Bob Z Sun, Alexander Chaitoff, Bo Hu, Kathleen Neuendorf, Mahesh Manne, Michael B Rothberg

Abstract

The impact of physician-patient relationship factors, such as physician empathy and burnout, on antibiotic prescribing has not been characterised. To assess associations between physician empathy and burnout and antibiotic prescribing for acute respiratory infections (ARIs) in primary care. Cross-sectional study of primary care practices in the Cleveland Clinic Health System in the US. Patient and prescribing data were obtained from the medical record.
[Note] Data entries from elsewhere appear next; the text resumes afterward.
//! Station arrivals, grouped per platform.
//!
//! Built fresh per request from raw live-arrival records, never
//! cached. Output order is deterministic: platforms alphabetical by
//! name, arrivals within a platform ascending by time-to-station.

use std::collections::HashMap;
use std::time::Duration;

use chrono::{DateTime, Utc};

use crate::clock;
use crate::tfl::types::StationArrival;

/// Vehicle ID the provider uses for unknown/unassigned vehicles.
pub const UNTRACKABLE_VEHICLE_ID: &str = "000";

/// Platform bucket for records with a blank or literal "null" name.
const PLATFORM_NOT_SPECIFIED: &str = "Platform Not Specified";

/// Live arrivals at one station, grouped by platform.
#[derive(Debug, Clone, Default, PartialEq)]
pub struct Arrivals {
    pub station_id: String,
    pub station_name: String,
    pub platforms: Vec<Platform>,
}

#[derive(Debug, Clone, Default, PartialEq)]
pub struct Platform {
    pub name: String,
    pub arrivals: Vec<Arrival>,
}

#[derive(Debug, Clone, Default, PartialEq)]
pub struct Arrival {
    pub vehicle_id: String,
    pub towards: String,
    pub current_location: String,
    pub time_to_station: Duration,
    pub expected_arrival: DateTime<Utc>,
}

impl Arrival {
    /// Whether this arrival's vehicle can be followed; the provider
    /// reports "000" for unknown vehicles.
    pub fn can_be_tracked(&self) -> bool {
        self.vehicle_id != UNTRACKABLE_VEHICLE_ID
    }

    /// Display ETA, e.g. `14:05 (2m30s)`.
    pub fn eta(&self) -> String {
        format!(
            "{} ({})",
            clock::display_clock(self.expected_arrival),
            clock::format_duration(self.time_to_station)
        )
    }
}

/// Group raw arrival records into the per-platform view.
///
/// An empty record set yields the empty `Arrivals` value.
pub fn build_arrivals(records: Vec<StationArrival>) -> Arrivals {
    let Some(first) = records.first() else {
        return Arrivals::default();
    };

    let station_id = first.naptan_id.clone();
    let station_name = first.station_name.clone();

    let mut by_platform: HashMap<String, Vec<Arrival>> = HashMap::new();
    for record in records {
        let platform = cleansed_platform_name(&record.platform_name);
        by_platform.entry(platform).or_default().push(Arrival {
            vehicle_id: record.vehicle_id,
            towards: record.towards,
            current_location: current_location_or_default(record.current_location),
            time_to_station: Duration::from_secs(record.time_to_station.max(0) as u64),
            expected_arrival: clock::parse_rfc3339_lenient(&record.expected_arrival),
        });
    }

    let mut platforms: Vec<Platform> = by_platform
        .into_iter()
        .map(|(name, mut arrivals)| {
            arrivals.sort_by_key(|a| a.time_to_station);
            Platform { name, arrivals }
        })
        .collect();
    platforms.sort_by(|a, b| a.name.cmp(&b.name));

    Arrivals {
        station_id,
        station_name,
        platforms,
    }
}

fn cleansed_platform_name(raw: &str) -> String {
    if raw.is_empty() || raw == "null" {
        PLATFORM_NOT_SPECIFIED.to_string()
    } else {
        raw.to_string()
    }
}

fn current_location_or_default(raw: String) -> String {
    if raw.is_empty() {
        "Not Available".to_string()
    } else {
        raw
    }
}

#[cfg(test)]
mod tests {
    use super::*;
    use proptest::prelude::*;

    fn record(platform: &str, vehicle: &str, secs: i64) -> StationArrival {
        StationArrival {
            naptan_id: "940GZZLUOXC".into(),
            station_name: "Oxford Circus Underground Station".into(),
            platform_name: platform.into(),
            towards: "Brixton".into(),
            current_location: String::new(),
            vehicle_id: vehicle.into(),
            time_to_station: secs,
            expected_arrival: "2026-08-24T08:15:00Z".into(),
        }
    }

    #[test]
    fn empty_records_give_empty_arrivals() {
        assert_eq!(build_arrivals(Vec::new()), Arrivals::default());
    }

    #[test]
    fn groups_by_platform_and_sorts() {
        let arrivals = build_arrivals(vec![
            record("Southbound - Platform 5", "203", 300),
            record("Northbound - Platform 3", "117", 120),
            record("Southbound - Platform 5", "204", 60),
        ]);

        assert_eq!(arrivals.station_id, "940GZZLUOXC");
        assert_eq!(arrivals.platforms.len(), 2);
        assert_eq!(arrivals.platforms[0].name, "Northbound - Platform 3");
        assert_eq!(arrivals.platforms[1].name, "Southbound - Platform 5");

        let southbound = &arrivals.platforms[1];
        assert_eq!(southbound.arrivals[0].vehicle_id, "204");
        assert_eq!(southbound.arrivals[1].vehicle_id, "203");
    }

    #[test]
    fn blank_and_null_platforms_are_cleansed() {
        let arrivals = build_arrivals(vec![record("", "117", 60), record("null", "118", 90)]);
        assert_eq!(arrivals.platforms.len(), 1);
        assert_eq!(arrivals.platforms[0].name, PLATFORM_NOT_SPECIFIED);
        assert_eq!(arrivals.platforms[0].arrivals.len(), 2);
    }

    #[test]
    fn blank_location_defaults_to_not_available() {
        let arrivals = build_arrivals(vec![record("Platform 1", "117", 60)]);
        assert_eq!(
            arrivals.platforms[0].arrivals[0].current_location,
            "Not Available"
        );
    }

    #[test]
    fn sentinel_vehicle_cannot_be_tracked() {
        let arrivals = build_arrivals(vec![record("Platform 1", "000", 60)]);
        assert!(!arrivals.platforms[0].arrivals[0].can_be_tracked());

        let arrivals = build_arrivals(vec![record("Platform 1", "117", 60)]);
        assert!(arrivals.platforms[0].arrivals[0].can_be_tracked());
    }

    proptest! {
        #[test]
        fn platforms_sorted_and_arrivals_nondecreasing(
            records in prop::collection::vec(
                ("[a-d]", "[0-9]{3}", 0i64..3600).prop_map(|(p, v, t)| record(&p, &v, t)),
                0..40,
            )
        ) {
            let arrivals = build_arrivals(records);
            for pair in arrivals.platforms.windows(2) {
                prop_assert!(pair[0].name < pair[1].name);
            }
            for platform in &arrivals.platforms {
                for pair in platform.arrivals.windows(2) {
                    prop_assert!(pair[0].time_to_station <= pair[1].time_to_station);
                }
            }
        }
    }
}
//! Per-vehicle schedule built from live arrival records.
//!
//! Raw records are filtered to the requested line, time-sorted and
//! deduplicated so the stop list carries at most one entry per
//! station; on looping services the first chronological pass wins.

use std::collections::HashSet;
use std::time::Duration;

use chrono::{DateTime, Utc};

use crate::clock;
use crate::tfl::types::VehicleArrival;

/// Upcoming stops for one tracked vehicle.
#[derive(Debug, Clone, Default, PartialEq)]
pub struct VehicleSchedule {
    pub vehicle_id: String,
    pub line: String,
    pub destination: String,
    pub current_location: String,
    pub stops: Vec<VehicleStop>,
}

impl VehicleSchedule {
    pub fn cleansed_current_location(&self) -> &str {
        if self.current_location.is_empty() {
            "Current Location Not Specified"
        } else {
            &self.current_location
        }
    }

    /// True when the upstream had no records for this vehicle on the
    /// requested line.
    pub fn is_empty(&self) -> bool {
        self.vehicle_id.is_empty() && self.stops.is_empty()
    }
}

#[derive(Debug, Clone, Default, PartialEq)]
pub struct VehicleStop {
    pub station_id: String,
    pub station_name: String,
    pub time_to_station: Duration,
    pub expected_arrival: DateTime<Utc>,
}

impl VehicleStop {
    /// Display ETA, e.g. `14:05 (2m30s)`.
    pub fn eta(&self) -> String {
        format!(
            "{} ({})",
            self.eta_time(),
            clock::format_duration(self.time_to_station)
        )
    }

    /// Display arrival clock time only.
    pub fn eta_time(&self) -> String {
        clock::display_clock(self.expected_arrival)
    }
}

/// Build the stop-ordered schedule for a vehicle on one line.
///
/// Records for other lines are discarded; when none remain the empty
/// schedule is returned.
pub fn build_vehicle_schedule(
    records: Vec<VehicleArrival>,
    line_id: &str,
    vehicle_id: &str,
) -> VehicleSchedule {
    let records: Vec<VehicleArrival> = records
        .into_iter()
        .filter(|r| r.line_id == line_id)
        .collect();
    let Some(first) = records.first() else {
        return VehicleSchedule::default();
    };

    VehicleSchedule {
        vehicle_id: vehicle_id.to_string(),
        line: first.line_name.clone(),
        destination: destination_of(first),
        current_location: longest_location(&records),
        stops: stops_of(records),
    }
}

/// Destination falls back from the explicit destination name to the
/// "towards" hint, then to "Not Available".
fn destination_of(first: &VehicleArrival) -> String {
    if !first.destination_name.is_empty() {
        first.destination_name.clone()
    } else if !first.towards.is_empty() {
        first.towards.clone()
    } else {
        "Not Available".to_string()
    }
}

/// The longest non-empty location string across the records, assumed
/// the most descriptive. Documented upstream behaviour, not a
/// guaranteed-correct heuristic.
fn longest_location(records: &[VehicleArrival]) -> String {
    let mut result = "";
    for record in records {
        if record.current_location.len() > result.len() {
            result = &record.current_location;
        }
    }
    result.to_string()
}

fn stops_of(records: Vec<VehicleArrival>) -> Vec<VehicleStop> {
    let mut stops: Vec<VehicleStop> = records
        .into_iter()
        .map(|r| VehicleStop {
            station_id: r.naptan_id,
            station_name: r.station_name,
            time_to_station: Duration::from_secs(r.time_to_station.max(0) as u64),
            expected_arrival: clock::parse_rfc3339_lenient(&r.expected_arrival),
        })
        .collect();
    stops.sort_by_key(|s| s.time_to_station);

    // First chronological occurrence per station wins; later passes
    // of a looping route are dropped.
    let mut seen = HashSet::new();
    stops.retain(|s| seen.insert(s.station_id.clone()));
    stops
}
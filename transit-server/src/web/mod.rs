//! Web layer: HTTP routes, DTOs, and application state.

pub mod dto;
pub mod routes;
pub mod state;

pub use routes::create_router;
pub use state::AppState;
//! TfL API response DTOs.
//!
//! These map directly to the unified API's JSON. Field defaults are
//! applied liberally because TfL omits fields rather than sending
//! nulls in many cases.

use serde::Deserialize;

/// One line from `Line/Mode/{mode}/Route`.
#[derive(Debug, Clone, Default, Deserialize)]
#[serde(default, rename_all = "camelCase")]
pub struct LineSummary {
    pub id: String,
    pub name: String,
}

/// One stop point from `Line/{id}/StopPoints`.
#[derive(Debug, Clone, Default, Deserialize)]
#[serde(default, rename_all = "camelCase")]
pub struct StopPoint {
    pub id: String,
    pub common_name: String,
    pub lat: f64,
    pub lon: f64,
}

/// Response from `Line/{id}/Route/Sequence/all`.
#[derive(Debug, Clone, Default, Deserialize)]
#[serde(default, rename_all = "camelCase")]
pub struct RouteSequence {
    pub ordered_line_routes: Vec<OrderedLineRoute>,
}

/// One directional route: a name plus ordered stop IDs.
#[derive(Debug, Clone, Default, Deserialize)]
#[serde(default, rename_all = "camelCase")]
pub struct OrderedLineRoute {
    pub name: String,
    pub naptan_ids: Vec<String>,
}

/// One line's status from `Line/Mode/{mode}/Status`.
#[derive(Debug, Clone, Default, Deserialize)]
#[serde(default, rename_all = "camelCase")]
pub struct LineWithStatus {
    pub id: String,
    pub line_statuses: Vec<LineStatusItem>,
}

#[derive(Debug, Clone, Default, Deserialize)]
#[serde(default, rename_all = "camelCase")]
pub struct LineStatusItem {
    pub status_severity_description: String,
    pub reason: String,
}

impl LineWithStatus {
    /// Displayed status text is the reason when present, otherwise
    /// the severity description, deduplicated preserving first-seen
    /// order.
    pub fn status_descriptions(&self) -> Vec<String> {
        let mut result: Vec<String> = Vec::with_capacity(self.line_statuses.len());
        for status in &self.line_statuses {
            let text = if status.reason.is_empty() {
                &status.status_severity_description
            } else {
                &status.reason
            };
            if !result.iter().any(|seen| seen == text) {
                result.push(text.clone());
            }
        }
        result
    }
}

/// Response from `Line/{id}/Timetable/{from}/to/{to}`.
#[derive(Debug, Clone, Default, Deserialize)]
#[serde(default, rename_all = "camelCase")]
pub struct TimetableResponse {
    pub stops: Vec<TimetableStop>,
    pub timetable: TimetableData,
}

/// Stop catalog entry inside a timetable response. Unlike
/// [`StopPoint`] the display name arrives in `name`.
#[derive(Debug, Clone, Default, Deserialize)]
#[serde(default, rename_all = "camelCase")]
pub struct TimetableStop {
    pub id: String,
    pub name: String,
}

#[derive(Debug, Clone, Default, Deserialize)]
#[serde(default, rename_all = "camelCase")]
pub struct TimetableData {
    pub routes: Vec<TimetableRoute>,
}

#[derive(Debug, Clone, Default, Deserialize)]
#[serde(default, rename_all = "camelCase")]
pub struct TimetableRoute {
    pub station_intervals: Vec<StationInterval>,
    pub schedules: Vec<Schedule>,
}

/// A named interval: ordered (stop, minutes-from-origin) pairs.
#[derive(Debug, Clone, Default, Deserialize)]
#[serde(default, rename_all = "camelCase")]
pub struct StationInterval {
    pub id: String,
    pub intervals: Vec<StopInterval>,
}

#[derive(Debug, Clone, Default, Deserialize)]
#[serde(default, rename_all = "camelCase")]
pub struct StopInterval {
    pub stop_id: String,
    pub time_to_arrival: f64,
}

/// A weekly schedule grouping, e.g. "Monday to Thursday".
#[derive(Debug, Clone, Default, Deserialize)]
#[serde(default, rename_all = "camelCase")]
pub struct Schedule {
    pub name: String,
    pub known_journeys: Vec<KnownJourney>,
}

/// One scheduled trip: departure clock plus the interval describing
/// its stops. Hours may exceed 23 for post-midnight trips belonging
/// to the previous service day.
#[derive(Debug, Clone, Default, Deserialize)]
#[serde(default, rename_all = "camelCase")]
pub struct KnownJourney {
    pub hour: String,
    pub minute: String,
    pub interval_id: i64,
}

/// One record from `Line/{id}/Arrivals/{station}`.
#[derive(Debug, Clone, Default, Deserialize)]
#[serde(default, rename_all = "camelCase")]
pub struct StationArrival {
    pub naptan_id: String,
    pub station_name: String,
    pub platform_name: String,
    pub towards: String,
    pub current_location: String,
    pub vehicle_id: String,
    /// Seconds until arrival.
    pub time_to_station: i64,
    /// RFC3339 timestamp.
    pub expected_arrival: String,
}

/// One record from `Vehicle/{id}/Arrivals`.
#[derive(Debug, Clone, Default, Deserialize)]
#[serde(default, rename_all = "camelCase")]
pub struct VehicleArrival {
    pub vehicle_id: String,
    pub line_id: String,
    pub line_name: String,
    pub destination_name: String,
    pub towards: String,
    pub naptan_id: String,
    pub station_name: String,
    pub current_location: String,
    /// Seconds until arrival.
    pub time_to_station: i64,
    /// RFC3339 timestamp.
    pub expected_arrival: String,
}

#[cfg(test)]
mod tests {
    use super::*;

    #[test]
    fn status_reason_wins_over_severity() {
        let status = LineWithStatus {
            id: "district".into(),
            line_statuses: vec![
                LineStatusItem {
                    status_severity_description: "Minor Delays".into(),
                    reason: "District Line: Minor delays due to train cancellations.".into(),
                },
                LineStatusItem {
                    status_severity_description: "Good Service".into(),
                    reason: String::new(),
                },
            ],
        };
        assert_eq!(
            status.status_descriptions(),
            vec![
                "District Line: Minor delays due to train cancellations.".to_string(),
                "Good Service".to_string(),
            ]
        );
    }

    #[test]
    fn status_descriptions_deduplicate_preserving_order() {
        let status = LineWithStatus {
            id: "circle".into(),
            line_statuses: vec![
                LineStatusItem {
                    status_severity_description: "Part Closure".into(),
                    reason: "Planned engineering works.".into(),
                },
                LineStatusItem {
                    status_severity_description: "Severe Delays".into(),
                    reason: "Planned engineering works.".into(),
                },
                LineStatusItem {
                    status_severity_description: "Good Service".into(),
                    reason: String::new(),
                },
            ],
        };
        assert_eq!(
            status.status_descriptions(),
            vec![
                "Planned engineering works.".to_string(),
                "Good Service".to_string()
            ]
        );
    }

    #[test]
    fn timetable_response_parses_with_missing_fields() {
        let json = r#"{
            "stops": [{"id": "940GZZLUBXN", "name": "Brixton Underground Station"}],
            "timetable": {
                "routes": [{
                    "stationIntervals": [{
                        "id": "0",
                        "intervals": [{"stopId": "940GZZLUBXN", "timeToArrival": 3.0}]
                    }],
                    "schedules": [{
                        "name": "Monday to Thursday",
                        "knownJourneys": [{"hour": "5", "minute": "10", "intervalId": 0}]
                    }]
                }]
            }
        }"#;
        let parsed: TimetableResponse = serde_json::from_str(json).unwrap();
        assert_eq!(parsed.stops.len(), 1);
        let route = &parsed.timetable.routes[0];
        assert_eq!(route.station_intervals[0].id, "0");
        assert_eq!(route.schedules[0].known_journeys[0].hour, "5");
        assert_eq!(route.schedules[0].known_journeys[0].interval_id, 0);
    }

    #[test]
    fn station_arrival_defaults_absent_fields() {
        let json = r#"[{"naptanId": "940GZZLUOXC", "timeToStation": 120}]"#;
        let parsed: Vec<StationArrival> = serde_json::from_str(json).unwrap();
        assert_eq!(parsed[0].naptan_id, "940GZZLUOXC");
        assert_eq!(parsed[0].time_to_station, 120);
        assert_eq!(parsed[0].platform_name, "");
        assert_eq!(parsed[0].vehicle_id, "");
    }
}
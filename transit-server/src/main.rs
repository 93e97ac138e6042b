use std::net::SocketAddr;

use tracing_subscriber::EnvFilter;

use transit_server::web::{AppState, create_router};
use transit_server::{CacheConfig, TflClient, TflConfig, TransitApi};

#[tokio::main]
async fn main() {
    tracing_subscriber::fmt()
        .with_env_filter(
            EnvFilter::try_from_default_env().unwrap_or_else(|_| EnvFilter::new("info")),
        )
        .init();

    let mut config = TflConfig::new();
    if let Ok(base_url) = std::env::var("TFL_BASE_URL") {
        config = config.with_base_url(base_url);
    }
    let client = TflClient::new(config).expect("Failed to create TfL client");

    let api = TransitApi::new(std::sync::Arc::new(client), &CacheConfig::default());
    let state = AppState::new(api);
    let app = create_router(state);

    let port: u16 = std::env::var("PORT")
        .ok()
        .and_then(|p| p.parse().ok())
        .unwrap_or(3000);
    let addr = SocketAddr::from(([0, 0, 0, 0], port));
    tracing::info!(%addr, "transit server listening");

    let listener = tokio::net::TcpListener::bind(addr).await.unwrap();
    axum::serve(listener, app).await.unwrap();
}
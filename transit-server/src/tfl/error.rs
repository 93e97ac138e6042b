//! TfL client error types.

/// Errors from the TfL HTTP adapter.
///
/// Each variant names the resource involved so a failure surfaced to
/// the presentation layer can be shown meaningfully.
#[derive(Debug, thiserror::Error)]
pub enum TflError {
    /// HTTP request failed (network error, timeout, etc.)
    #[error("problem fetching {resource} data from API: {source}")]
    Http {
        resource: &'static str,
        #[source]
        source: reqwest::Error,
    },

    /// JSON deserialization failed. Carries a snippet of the
    /// offending body for diagnosis.
    #[error("problem parsing {resource} response data from TfL: {message} (body: {body})")]
    Json {
        resource: &'static str,
        message: String,
        body: String,
    },

    /// Upstream returned an error status code.
    #[error("TfL API error fetching {resource} ({status}): {message}")]
    Api {
        resource: &'static str,
        status: u16,
        message: String,
    },
}

impl TflError {
    pub(crate) fn http(resource: &'static str, source: reqwest::Error) -> Self {
        TflError::Http { resource, source }
    }

    pub(crate) fn json(resource: &'static str, err: &serde_json::Error, body: &str) -> Self {
        TflError::Json {
            resource,
            message: err.to_string(),
            body: body.chars().take(500).collect(),
        }
    }
}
All patients with primary diagnoses of ARIs from 1 January 2012 to 31 December 2013, except those with chronic obstructive pulmonary disease (COPD) or who were immunocompromised, were included. Physician empathy was measured using the Jefferson Scale of Empathy while physician burnout was measured using the Maslach Burnout Inventory. The relationship between empathy and burnout and antibiotic prescribing, adjusted for patient and provider characteristics, was analysed using multiple linear regression. In 5937 ARI visits to 102 primary care physicians, the median proportion resulting in antibiotic prescribing was 48.6% (interquartile range [IQR] 24.1% to 70.0%). Neither physician empathy (correlation coefficient [β] 0.005, 95% confidence interval [CI] = -0.001 to 0.010, P = 0.07) nor any burnout measures were significantly associated with antibiotic prescribing: emotional exhaustion (β 0.001, 95% CI = -0.005 to 0.006, P = 0.79), tendency to depersonalise patients (β -0.009, 95% CI = -0.021 to 0.003, P = 0.13), and sense of personal accomplishment (β -0.004, 95% CI = -0.014 to 0.006, P = 0.44). The authors found no significant association between empathy or burnout measures and antibiotic prescribing for ARIs in primary care. Other physician characteristics should be investigated to explain individual variation in antibiotic prescribing.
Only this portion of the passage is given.